The purpose of classification is to learn a classification function or classification model (also known as classifier). This model can map data items in the database to a class in a given category. To construct a classifier, you must have a training sample dataset as the input. A training set consists of a set of database records or tuples, each of which is a feature vector consisting of values of relevant fields (also known as attributes or features). In addition, a training sample also has a category tag. A specific sample can be expressed as follows: (V1, V2,..., vn; c). VI indicates the field value, and C indicates the category. Classifier construction methods include statistical methods, machine learning methods, and neural network methods.
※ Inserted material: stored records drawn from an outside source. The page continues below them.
use chrono::NaiveDate;
use lingularity::deviation::caret_line;
use lingularity::{DocumentStore, VocabularyStore, VocableDrill, deviation_masks, evaluate};
use lingularity_types::{ResponseEvaluation, Trainer, VocableEntry};

fn day(d: u32) -> NaiveDate {
    NaiveDate::from_ymd_opt(2024, 3, d).unwrap()
}

#[test]
fn classifies_typical_responses() {
    let cases = [
        ("", "the cat", ResponseEvaluation::NoResponse),
        ("the cat", "the cat", ResponseEvaluation::Correct),
        ("citta", "città", ResponseEvaluation::AccentError),
        ("gatto", "il gatto", ResponseEvaluation::MissingArticle),
        ("la gatto", "il gatto", ResponseEvaluation::WrongArticle),
        ("the hose", "the house", ResponseEvaluation::AlmostCorrect),
        ("the dog", "the cat", ResponseEvaluation::Wrong),
    ];
    for (response, truth, expected) in cases {
        assert_eq!(evaluate(response, truth, "").1, expected, "{response:?}");
    }
}

#[test]
fn aid_completes_the_response() {
    let (adjusted, outcome) = evaluate("eat", "to eat", "to ");
    assert_eq!(adjusted, "to eat");
    assert_eq!(outcome, ResponseEvaluation::Correct);

    let (adjusted, _) = evaluate("to eat", "to eat", "to ");
    assert_eq!(adjusted, "to eat");
}

#[test]
fn carets_mark_deviations() {
    let (response, truth) = deviation_masks("the hose", "the house");
    assert!(response.not_any());
    assert_eq!(caret_line(&response), "");
    assert_eq!(caret_line(&truth), "      ^");
}

#[test]
fn drilled_vocabulary_survives_reopening() {
    let dir = tempfile::tempdir().unwrap();
    let path = dir.path().join("user.json");

    {
        let mut store = DocumentStore::open(&path).unwrap();
        store
            .upsert_vocable_entry("Italian", &VocableEntry::new("la casa", "the house"))
            .unwrap();
        store
            .upsert_vocable_entry("Italian", &VocableEntry::new("mangiare", "to eat"))
            .unwrap();

        let mut drill = VocableDrill::new(&mut store, "Italian", day(1));
        let mut entries = drill.active_entries();
        assert_eq!(entries.len(), 2);
        for entry in &mut entries {
            let response = if entry.vocable == "la casa" { "the house" } else { "drink" };
            drill.answer(entry, response, "").unwrap();
        }
        assert_eq!(drill.finish().unwrap(), 2);
    }

    let store = DocumentStore::open(&path).unwrap();
    let vocabulary = store.query_vocabulary("Italian");
    let casa = vocabulary.iter().find(|e| e.vocable == "la casa").unwrap();
    let mangiare = vocabulary.iter().find(|e| e.vocable == "mangiare").unwrap();
    assert_eq!(casa.score, 1.0);
    assert_eq!(mangiare.score, 0.0);
    assert_eq!(mangiare.times_faced, 1);
    assert_eq!(
        store.query_training_chronic()[&day(1)][Trainer::VocableTrainer.id()],
        2
    );
}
Clustering refers to integrating non-class samples into different groups based on the principle of "Object-based clustering". Such a set of data objects is called a cluster, and describe each of these clusters. The purpose is to make the samples of the same cluster should be similar to each other, and the samples of different clusters should be not similar enough. Unlike classification rules, before clustering, you do not know which groups you want to divide into or what groups you want to define, or which spaces are used to differentiate rules. The objective is to discover the functional relationships between attributes of a spatial object. The knowledge of mining is expressed by mathematical equations of attributes named variables. Clustering technology is booming in the fields of data mining, statistics, machine learning, spatial database technology, biology, and marketing, clustering Analysis has become an active research topic in the field of data mining. Common Clustering Algorithm Including K-means, K-center, CLARANS, birch, clique, and DBSCAN.